_Assigned task_: Nothing but the lines from the one containing "filename src/main.rs" through the one containing "use tracing_appender::non_blocking::WorkerGuard;", both included, should be given again, each exactly as written below.

[[ Supplied material open ]]

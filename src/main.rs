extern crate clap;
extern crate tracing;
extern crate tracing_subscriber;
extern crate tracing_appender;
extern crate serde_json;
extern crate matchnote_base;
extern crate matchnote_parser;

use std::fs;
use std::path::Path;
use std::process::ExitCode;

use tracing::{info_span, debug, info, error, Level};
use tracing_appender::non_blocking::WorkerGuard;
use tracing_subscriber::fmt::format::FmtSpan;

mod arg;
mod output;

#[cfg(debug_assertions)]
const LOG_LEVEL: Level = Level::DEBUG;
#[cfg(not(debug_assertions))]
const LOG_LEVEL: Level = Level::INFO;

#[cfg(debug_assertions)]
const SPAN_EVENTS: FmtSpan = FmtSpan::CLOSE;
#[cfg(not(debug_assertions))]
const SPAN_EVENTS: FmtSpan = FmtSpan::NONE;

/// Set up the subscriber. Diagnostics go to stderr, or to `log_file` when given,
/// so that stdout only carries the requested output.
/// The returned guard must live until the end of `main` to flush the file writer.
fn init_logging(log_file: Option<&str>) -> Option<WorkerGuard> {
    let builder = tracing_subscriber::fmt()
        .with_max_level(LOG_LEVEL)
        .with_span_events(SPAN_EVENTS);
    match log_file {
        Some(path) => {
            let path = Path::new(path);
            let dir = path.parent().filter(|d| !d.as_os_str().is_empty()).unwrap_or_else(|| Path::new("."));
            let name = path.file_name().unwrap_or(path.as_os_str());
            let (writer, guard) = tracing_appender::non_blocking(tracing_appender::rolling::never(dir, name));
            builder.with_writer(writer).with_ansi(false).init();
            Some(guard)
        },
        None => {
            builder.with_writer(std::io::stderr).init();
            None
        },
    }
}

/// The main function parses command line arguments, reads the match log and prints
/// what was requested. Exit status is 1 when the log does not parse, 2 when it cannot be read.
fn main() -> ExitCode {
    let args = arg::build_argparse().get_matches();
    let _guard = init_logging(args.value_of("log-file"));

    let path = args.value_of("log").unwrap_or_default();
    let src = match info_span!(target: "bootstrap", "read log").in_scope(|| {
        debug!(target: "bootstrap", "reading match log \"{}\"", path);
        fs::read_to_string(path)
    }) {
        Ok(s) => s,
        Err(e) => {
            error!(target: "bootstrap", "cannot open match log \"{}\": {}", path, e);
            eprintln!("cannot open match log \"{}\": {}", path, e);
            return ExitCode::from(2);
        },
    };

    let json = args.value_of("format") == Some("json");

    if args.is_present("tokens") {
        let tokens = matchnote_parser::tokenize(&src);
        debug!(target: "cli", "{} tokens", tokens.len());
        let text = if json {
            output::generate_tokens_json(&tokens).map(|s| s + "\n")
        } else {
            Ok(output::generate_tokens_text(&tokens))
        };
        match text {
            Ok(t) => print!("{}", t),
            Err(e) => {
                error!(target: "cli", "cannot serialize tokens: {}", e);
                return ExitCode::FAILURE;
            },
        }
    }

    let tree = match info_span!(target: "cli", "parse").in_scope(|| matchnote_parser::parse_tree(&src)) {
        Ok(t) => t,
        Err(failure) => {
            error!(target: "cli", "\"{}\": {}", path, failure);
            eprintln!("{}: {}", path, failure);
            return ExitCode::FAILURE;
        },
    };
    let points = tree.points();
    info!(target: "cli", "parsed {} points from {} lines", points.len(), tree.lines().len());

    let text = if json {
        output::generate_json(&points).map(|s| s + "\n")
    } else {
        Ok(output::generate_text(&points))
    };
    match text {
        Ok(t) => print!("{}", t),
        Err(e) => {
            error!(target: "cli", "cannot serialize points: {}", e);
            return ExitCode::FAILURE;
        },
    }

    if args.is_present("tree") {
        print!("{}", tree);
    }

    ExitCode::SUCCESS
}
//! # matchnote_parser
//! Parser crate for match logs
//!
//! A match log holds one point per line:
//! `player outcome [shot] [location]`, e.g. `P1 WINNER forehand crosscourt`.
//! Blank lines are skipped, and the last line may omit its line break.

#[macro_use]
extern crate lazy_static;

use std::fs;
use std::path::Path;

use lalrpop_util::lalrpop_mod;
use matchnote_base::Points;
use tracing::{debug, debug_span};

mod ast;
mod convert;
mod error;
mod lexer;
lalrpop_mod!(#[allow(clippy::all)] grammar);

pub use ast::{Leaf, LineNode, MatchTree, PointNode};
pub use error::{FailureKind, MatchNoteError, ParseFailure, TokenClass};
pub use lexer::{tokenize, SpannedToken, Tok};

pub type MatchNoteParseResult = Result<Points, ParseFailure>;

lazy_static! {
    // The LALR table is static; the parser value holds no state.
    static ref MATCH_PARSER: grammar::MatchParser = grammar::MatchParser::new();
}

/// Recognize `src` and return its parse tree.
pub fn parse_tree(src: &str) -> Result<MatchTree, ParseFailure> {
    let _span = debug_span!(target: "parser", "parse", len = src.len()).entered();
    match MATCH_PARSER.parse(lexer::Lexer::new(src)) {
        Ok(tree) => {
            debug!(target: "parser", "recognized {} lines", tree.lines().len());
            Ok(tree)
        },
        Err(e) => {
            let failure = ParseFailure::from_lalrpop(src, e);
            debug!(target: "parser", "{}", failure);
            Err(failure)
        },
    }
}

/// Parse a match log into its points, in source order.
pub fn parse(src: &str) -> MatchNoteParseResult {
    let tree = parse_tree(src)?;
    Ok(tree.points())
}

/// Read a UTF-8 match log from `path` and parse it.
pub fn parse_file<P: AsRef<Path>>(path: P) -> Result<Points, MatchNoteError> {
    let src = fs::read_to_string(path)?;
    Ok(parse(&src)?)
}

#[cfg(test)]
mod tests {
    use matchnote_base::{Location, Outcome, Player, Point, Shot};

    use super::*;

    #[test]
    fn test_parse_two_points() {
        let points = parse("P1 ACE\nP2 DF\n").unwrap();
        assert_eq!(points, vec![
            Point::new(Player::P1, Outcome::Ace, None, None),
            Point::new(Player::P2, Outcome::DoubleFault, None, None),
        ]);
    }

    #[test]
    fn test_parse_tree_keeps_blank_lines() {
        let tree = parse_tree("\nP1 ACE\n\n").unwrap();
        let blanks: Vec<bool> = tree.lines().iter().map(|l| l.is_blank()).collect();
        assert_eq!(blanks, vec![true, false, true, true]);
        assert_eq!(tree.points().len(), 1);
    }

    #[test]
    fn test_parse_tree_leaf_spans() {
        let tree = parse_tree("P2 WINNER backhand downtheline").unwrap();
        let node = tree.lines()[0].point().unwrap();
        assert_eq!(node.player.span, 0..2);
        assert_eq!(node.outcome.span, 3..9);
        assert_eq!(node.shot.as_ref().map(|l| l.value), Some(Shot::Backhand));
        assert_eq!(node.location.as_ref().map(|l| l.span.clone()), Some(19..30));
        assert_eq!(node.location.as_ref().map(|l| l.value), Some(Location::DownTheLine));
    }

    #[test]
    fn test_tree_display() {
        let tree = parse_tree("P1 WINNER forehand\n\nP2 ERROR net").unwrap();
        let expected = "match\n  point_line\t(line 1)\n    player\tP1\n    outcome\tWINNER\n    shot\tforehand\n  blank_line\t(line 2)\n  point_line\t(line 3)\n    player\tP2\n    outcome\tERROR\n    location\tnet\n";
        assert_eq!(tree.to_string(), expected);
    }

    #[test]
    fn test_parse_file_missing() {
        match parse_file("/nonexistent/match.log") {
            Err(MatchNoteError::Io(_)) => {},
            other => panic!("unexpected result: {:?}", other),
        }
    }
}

[[ Supplied material closed ]]
[[ Supplied material open ]]

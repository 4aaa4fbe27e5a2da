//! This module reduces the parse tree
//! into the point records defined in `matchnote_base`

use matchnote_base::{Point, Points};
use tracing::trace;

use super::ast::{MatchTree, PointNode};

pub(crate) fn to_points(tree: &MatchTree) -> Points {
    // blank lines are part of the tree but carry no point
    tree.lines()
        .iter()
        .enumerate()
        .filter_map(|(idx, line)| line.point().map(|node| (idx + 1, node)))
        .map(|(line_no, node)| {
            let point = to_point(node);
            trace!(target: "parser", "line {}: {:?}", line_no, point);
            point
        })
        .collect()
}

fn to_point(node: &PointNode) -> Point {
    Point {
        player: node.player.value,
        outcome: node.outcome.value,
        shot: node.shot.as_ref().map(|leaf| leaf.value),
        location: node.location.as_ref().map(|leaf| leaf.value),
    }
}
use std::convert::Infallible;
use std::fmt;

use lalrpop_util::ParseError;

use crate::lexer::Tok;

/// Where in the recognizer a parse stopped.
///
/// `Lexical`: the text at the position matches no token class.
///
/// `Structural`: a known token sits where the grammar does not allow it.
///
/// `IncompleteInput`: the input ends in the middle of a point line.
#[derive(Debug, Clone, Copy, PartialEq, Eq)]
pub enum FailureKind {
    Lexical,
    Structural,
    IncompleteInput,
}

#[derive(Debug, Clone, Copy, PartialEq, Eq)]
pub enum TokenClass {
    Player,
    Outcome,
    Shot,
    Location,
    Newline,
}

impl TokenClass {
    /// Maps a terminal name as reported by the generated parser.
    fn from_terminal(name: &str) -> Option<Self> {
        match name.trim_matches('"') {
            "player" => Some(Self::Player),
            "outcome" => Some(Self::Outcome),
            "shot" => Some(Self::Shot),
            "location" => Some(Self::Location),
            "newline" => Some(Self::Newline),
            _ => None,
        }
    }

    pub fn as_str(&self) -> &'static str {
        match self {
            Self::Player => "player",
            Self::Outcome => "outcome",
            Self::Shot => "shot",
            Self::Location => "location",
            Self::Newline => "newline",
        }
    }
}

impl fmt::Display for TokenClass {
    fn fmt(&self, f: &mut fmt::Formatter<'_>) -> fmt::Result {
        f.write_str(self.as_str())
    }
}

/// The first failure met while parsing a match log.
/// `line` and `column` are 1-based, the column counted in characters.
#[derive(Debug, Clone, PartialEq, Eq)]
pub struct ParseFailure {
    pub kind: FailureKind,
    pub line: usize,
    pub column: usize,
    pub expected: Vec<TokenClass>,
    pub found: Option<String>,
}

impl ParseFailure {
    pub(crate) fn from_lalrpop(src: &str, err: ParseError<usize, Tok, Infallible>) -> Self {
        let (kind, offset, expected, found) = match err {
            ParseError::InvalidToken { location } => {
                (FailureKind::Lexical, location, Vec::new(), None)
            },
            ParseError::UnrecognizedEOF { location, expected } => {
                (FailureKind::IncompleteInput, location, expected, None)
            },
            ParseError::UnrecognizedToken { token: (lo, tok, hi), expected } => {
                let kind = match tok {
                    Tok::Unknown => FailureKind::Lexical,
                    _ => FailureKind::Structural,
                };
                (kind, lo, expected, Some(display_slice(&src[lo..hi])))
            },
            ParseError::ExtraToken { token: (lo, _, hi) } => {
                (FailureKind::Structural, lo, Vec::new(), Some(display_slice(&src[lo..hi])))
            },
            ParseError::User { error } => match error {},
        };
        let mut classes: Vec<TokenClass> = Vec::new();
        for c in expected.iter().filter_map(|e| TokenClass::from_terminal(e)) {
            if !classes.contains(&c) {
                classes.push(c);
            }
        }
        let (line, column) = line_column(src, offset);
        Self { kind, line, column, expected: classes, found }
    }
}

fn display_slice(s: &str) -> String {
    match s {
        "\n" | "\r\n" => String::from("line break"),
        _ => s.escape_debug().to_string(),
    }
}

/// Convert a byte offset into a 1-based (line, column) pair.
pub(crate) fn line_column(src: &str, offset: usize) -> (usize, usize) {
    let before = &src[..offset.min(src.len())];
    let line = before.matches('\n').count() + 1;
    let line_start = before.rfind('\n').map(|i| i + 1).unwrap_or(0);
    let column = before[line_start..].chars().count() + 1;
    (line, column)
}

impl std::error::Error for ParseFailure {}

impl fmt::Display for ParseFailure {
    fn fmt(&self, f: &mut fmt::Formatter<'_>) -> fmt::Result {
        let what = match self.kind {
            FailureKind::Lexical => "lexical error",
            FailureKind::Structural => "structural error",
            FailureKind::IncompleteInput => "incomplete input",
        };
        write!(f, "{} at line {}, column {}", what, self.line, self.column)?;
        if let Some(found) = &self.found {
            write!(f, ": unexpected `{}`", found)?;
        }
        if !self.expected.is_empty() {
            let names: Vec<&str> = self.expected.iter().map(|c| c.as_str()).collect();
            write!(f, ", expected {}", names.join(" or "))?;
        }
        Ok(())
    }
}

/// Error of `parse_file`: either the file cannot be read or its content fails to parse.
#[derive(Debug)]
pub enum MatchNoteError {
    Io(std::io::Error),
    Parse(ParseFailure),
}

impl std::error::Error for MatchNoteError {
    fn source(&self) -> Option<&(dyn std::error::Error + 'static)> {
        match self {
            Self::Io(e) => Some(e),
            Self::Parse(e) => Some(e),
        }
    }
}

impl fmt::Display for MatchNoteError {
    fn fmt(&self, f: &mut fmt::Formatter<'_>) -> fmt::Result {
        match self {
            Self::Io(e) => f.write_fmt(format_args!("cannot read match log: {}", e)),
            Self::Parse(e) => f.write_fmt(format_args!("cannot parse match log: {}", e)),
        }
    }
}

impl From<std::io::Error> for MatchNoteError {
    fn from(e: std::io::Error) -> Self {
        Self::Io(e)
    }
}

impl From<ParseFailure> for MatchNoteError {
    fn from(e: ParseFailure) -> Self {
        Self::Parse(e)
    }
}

[[ Supplied material closed ]]

_Solution for this exercise_:
filename src/main.rs
extern crate clap;
extern crate tracing;
extern crate tracing_subscriber;
extern crate tracing_appender;
extern crate serde_json;
extern crate matchnote_base;
extern crate matchnote_parser;

use std::fs;
use std::path::Path;
use std::process::ExitCode;

use tracing::{info_span, debug, info, error, Level};
use tracing_appender::non_blocking::WorkerGuard;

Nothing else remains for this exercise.